Voice is the sound made by air passing from your lungs through your larynx, or voice box. A voice disorder is characterized by the abnormal production and/or absences of vocal quality, pitch, loudness, resonance, and duration, which is inappropriate for an individual's age or sex. Many things we do can injure our vocal cords. Talking too much, screaming, constantly clearing your throat, or smoking can make you hoarse. They can also lead to problems such as nodules, polyps, and sores on the vocal cords. Other causes of voice disorders include infections, upward movement of stomach acids into the throat, growths due to a virus, cancer, and diseases that paralyze the vocal cords.

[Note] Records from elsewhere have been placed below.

use std::collections::HashSet;
use std::time::Duration;

use crate::error::Result;
use crate::schema::{FlatRecord, RecordSequence, SeriesParams};

/// DataSource is the capability boundary between:
/// - The generic polling engine
/// - A specific upstream market-data API
///
/// Each implementation must:
/// - Map a symbol + pairing symbol to its own identifier taxonomy
/// - Publish the set of identifiers it can serve
/// - Fetch and decode the latest record and record series
///
/// DESIGN GOALS:
/// - Zero source-specific logic inside the engine
/// - Adding a source never touches workers, barrier or aggregator
///
/// THREAD SAFETY:
/// - Must be Send + Sync
/// - One instance may be shared by several workers
#[async_trait::async_trait]
pub trait DataSource: Send + Sync {
    /// Canonical source name, as used in configuration.
    fn name(&self) -> &'static str;

    /// Fetches the most recent record for `identifier`.
    ///
    /// Network failures and timeouts map to `CollectorError::Transport`.
    /// A body that does not decode yields an empty record, not an error.
    async fn fetch_latest(&self, identifier: &str) -> Result<FlatRecord>;

    /// Fetches a time-ordered series for `identifier`.
    ///
    /// `params` are passed through to the upstream request untouched.
    async fn fetch_series(&self, identifier: &str, params: &SeriesParams) -> Result<RecordSequence>;

    /// Builds the source's identifier for a tradable pair.
    ///
    /// MUST NOT perform I/O.
    fn compose_pair_identifier(&self, symbol: &str, pairing: &str) -> String;

    /// Identifiers this source can serve.
    fn known_identifiers(&self) -> &HashSet<String>;

    /// Sets the maximum wait for a single upstream request.
    ///
    /// Applies to requests started after the call.
    fn set_request_budget(&self, budget: Duration);

    fn request_budget(&self) -> Duration;
}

Individuals with voice concerns may be evaluated by a team of graduate student clinicians under direct supervision of a certified instructor. One or two sessions may be scheduled, followed by an information-sharing session and a complete written report. A comprehensive exam will include a thorough case history, an examination of the oral mechanism, and assessment of vocal characteristics. If medical concerns arise, referral to a medical professional may be necessary.
Voice therapy is a program designed to encourage vocal health through guided change in vocal behaviors and lifestyle, consisting of a variety of tasks designed to eliminate harmful patterns, shape healthy voice use, and assist in vocal fold wound healing after surgery or injury. The duration of therapy is determined by the origin and severity of the problem, co-occurring medical therapy, and, most importantly, patient commitment to the practice and implementation of new vocal behaviors outside the therapy session. Therapy sessions are tailored to the specific needs of each client, with input from the client or client’s family.